Beyond praising my predecessor, Sir John Farr, and extolling the beauty and economy of my constituency, I said this: ‘In delegating power to Europe, as we must do occasionally, we do not abdicate it, but delegate it. To pass the [Maastricht ratification] Bill is to ensure the orderly development of Europe and, what is more, to reinforce it with the authority of this ancient House.’
Scroll forward over 25 years later to my maiden speech in the House of Lords. I referred back to that night in May 1992: ‘It seems that the relationship between the European Union and the United Kingdom has dogged my political life like two squabbling passengers at the back of a bus—no matter where you sit, you can still hear them.’

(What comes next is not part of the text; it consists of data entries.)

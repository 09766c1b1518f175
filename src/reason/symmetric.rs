//! Symmetric relations: `op(a, b)` ⊢ `op(b, a)`.

use crate::proof::{Proof, ProofMethod, ProofStep};

use super::{Goal, ProofContext, ProofEngine, ReasonResult, RelationReasoner};

/// Confidence multiplier applied when a reversed proof is flipped.
pub const SYMMETRIC_DECAY: f64 = 0.95;

#[derive(Debug, Clone, Copy, Default)]
pub struct SymmetricReasoner;

impl SymmetricReasoner {
    /// `op(a, a)` is trivially true. Otherwise use the stored reverse fact or
    /// prove the reversed goal through the engine. The guard covers the
    /// unordered pair, so the reversed goal skips this step instead of
    /// coming back to it; that return is not a cycle in the data.
    pub fn try_symmetric(
        &self,
        engine: &ProofEngine<'_>,
        goal: &Goal,
        depth: usize,
        ctx: &mut ProofContext,
    ) -> ReasonResult<Option<Proof>> {
        ctx.check_timeout()?;
        if goal.subject == goal.object {
            return Ok(Some(Proof::success(
                ProofMethod::SymmetricReflexive,
                1.0,
                vec![ProofStep::new("symmetric_reflexive", goal.to_string(), None)],
            )));
        }
        let (lo, hi) = if goal.subject <= goal.object {
            (&goal.subject, &goal.object)
        } else {
            (&goal.object, &goal.subject)
        };
        let key = format!("sym:{}:{lo}:{hi}", goal.operator);
        if ctx.is_held(&key) {
            return Ok(None);
        }
        if !ctx.enter(depth) {
            return Ok(None);
        }
        let Some(mut guard) = ctx.guard(key) else {
            return Ok(None);
        };

        let reversed = goal.reversed();
        if let Some(fact) = engine
            .store()
            .find_binary(&reversed.operator, &reversed.subject, &reversed.object)
        {
            return Ok(Some(Proof::success(
                ProofMethod::SymmetricDirect,
                1.0,
                vec![ProofStep::new("symmetric_flip", reversed.to_string(), Some(fact.id))],
            )));
        }

        if let Some(child) = engine.prove_goal(&reversed, depth + 1, &mut guard)? {
            let mut steps = child.steps;
            steps.push(ProofStep::new("symmetric_flip", goal.to_string(), None));
            return Ok(Some(Proof::success(
                ProofMethod::SymmetricChain,
                child.confidence * SYMMETRIC_DECAY,
                steps,
            )));
        }
        Ok(None)
    }
}

impl RelationReasoner for SymmetricReasoner {
    fn name(&self) -> &'static str {
        "symmetric"
    }

    fn applies(&self, engine: &ProofEngine<'_>, goal: &Goal) -> bool {
        engine.semantic().is_symmetric(&goal.operator)
    }

    fn try_prove(
        &self,
        engine: &ProofEngine<'_>,
        goal: &Goal,
        depth: usize,
        ctx: &mut ProofContext,
    ) -> ReasonResult<Option<Proof>> {
        self.try_symmetric(engine, goal, depth, ctx)
    }
}

#[cfg(test)]
mod tests {
    use super::*;
    use crate::config::ProofLimits;
    use crate::kb::{FactKind, FactMetadata, FactStore};
    use crate::semantic::{DeclSource, PropertyKind, SemanticIndex};
    use crate::vsa::{Dimension, Encoding, HyperVec};

    fn fixture() -> (FactStore, SemanticIndex) {
        let mut store = FactStore::new();
        let mut push = |op: &str, a: &str, b: &str| {
            store.push(
                HyperVec::zero(Dimension(8), Encoding::DenseBinary),
                None,
                FactMetadata::new(op, vec![a.into(), b.into()]),
                FactKind::Truth,
            );
        };
        push("marriedTo", "Ann", "Bob");
        push("near", "X", "Y");
        push("near", "Y", "Z");
        let mut semantic = SemanticIndex::new();
        semantic.declare(PropertyKind::Symmetric, "marriedTo", DeclSource::default());
        semantic.declare(PropertyKind::Symmetric, "near", DeclSource::default());
        semantic.declare(PropertyKind::Transitive, "near", DeclSource::default());
        (store, semantic)
    }

    fn run(goal: Goal) -> (Option<Proof>, ProofContext) {
        let (store, semantic) = fixture();
        let limits = ProofLimits::default();
        let engine = ProofEngine::new(&store, &semantic, &[], &limits, 8);
        let mut ctx = ProofContext::new(ProofLimits::default());
        let proof = SymmetricReasoner.try_symmetric(&engine, &goal, 0, &mut ctx).unwrap();
        (proof, ctx)
    }

    #[test]
    fn reflexive_shortcut_takes_no_guard() {
        let (proof, ctx) = run(Goal::new("marriedTo", "Ann", "Ann"));
        assert_eq!(proof.unwrap().method, Some(ProofMethod::SymmetricReflexive));
        assert_eq!(ctx.guards_taken(), 0);
    }

    #[test]
    fn reverse_fact_is_direct() {
        let (proof, ctx) = run(Goal::new("marriedTo", "Bob", "Ann"));
        let proof = proof.unwrap();
        assert_eq!(proof.method, Some(ProofMethod::SymmetricDirect));
        assert_eq!(proof.confidence, 1.0);
        assert_eq!(ctx.held_count(), 0);
    }

    #[test]
    fn reversed_goal_is_proved_and_flipped() {
        let (proof, _) = run(Goal::new("near", "Z", "X"));
        let proof = proof.unwrap();
        assert_eq!(proof.method, Some(ProofMethod::SymmetricChain));
        assert!(proof.confidence < 1.0);
        assert_eq!(proof.steps.last().unwrap().fact, "near Z X");
    }

    #[test]
    fn unrelated_pair_fails() {
        let (proof, ctx) = run(Goal::new("marriedTo", "Ann", "Carl"));
        assert!(proof.is_none());
        assert_eq!(ctx.held_count(), 0);
        assert_eq!(ctx.failure_reason(), "No proof found");
    }
}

It is not just our relationship with the EU which has caused the noise at the back of the bus. There seems to have been, increasingly, a good deal of sound and fury directed against that other European institution, the European Convention on Human Rights (ECHR) and its subsidiary, the European Court on Human Rights (ECtHR).
Having left the EU there now seems to be a growing, but not yet overwhelming demand that the UK should leave the ECHR, a treaty organisation we have been part of since the 1950s, 20 years before we joined the EU.
It is regrettable that some of those who advocate our departure from the convention do so on the basis that the ECtHR is a foreign court and that we are being governed by dubious foreign judges from countries full of, guess what, foreigners. The UK is a founder member of the convention and participates in it on equal terms with our fellow members, including by having a UK judge sitting on the court. Notably, this criticism often comes from the same people who accept without question that we should remain a member of NATO, another ‘foreign’ organisation led by politicians and military leaders from other countries who, under the terms of the 1949 Washington Treaty, can command us to go to war and fight alongside them.
The argument about the folly of remaining in the ECHR is perhaps not so much about the terms of the convention, but more about the way in which the court interprets ECHR rights and applies them to the United Kingdom as and when it does. The court’s preliminary refusal to accept the involuntary removal of asylum seekers to Rwanda as convention–compliant sent many into a frenzy of antagonism for this ‘foreign’ court. This was made worse when our own Supreme Court concluded that just because the government asserted that Rwanda was a safe destination for illegal immigrants to Britain did not make it so. Admittedly not full of foreign judges, the court was full of something apparently even worse, ‘leftie lawyers’ who might as well be foreign for all the loyalty they have to parliament and the elected government. We have now passed a law in parliament, The Safety of Rwanda (Asylum and Immigration) Act, to make it clear that Rwanda is for all purposes safe. That’s an end of the matter – enacted as a fact for all time.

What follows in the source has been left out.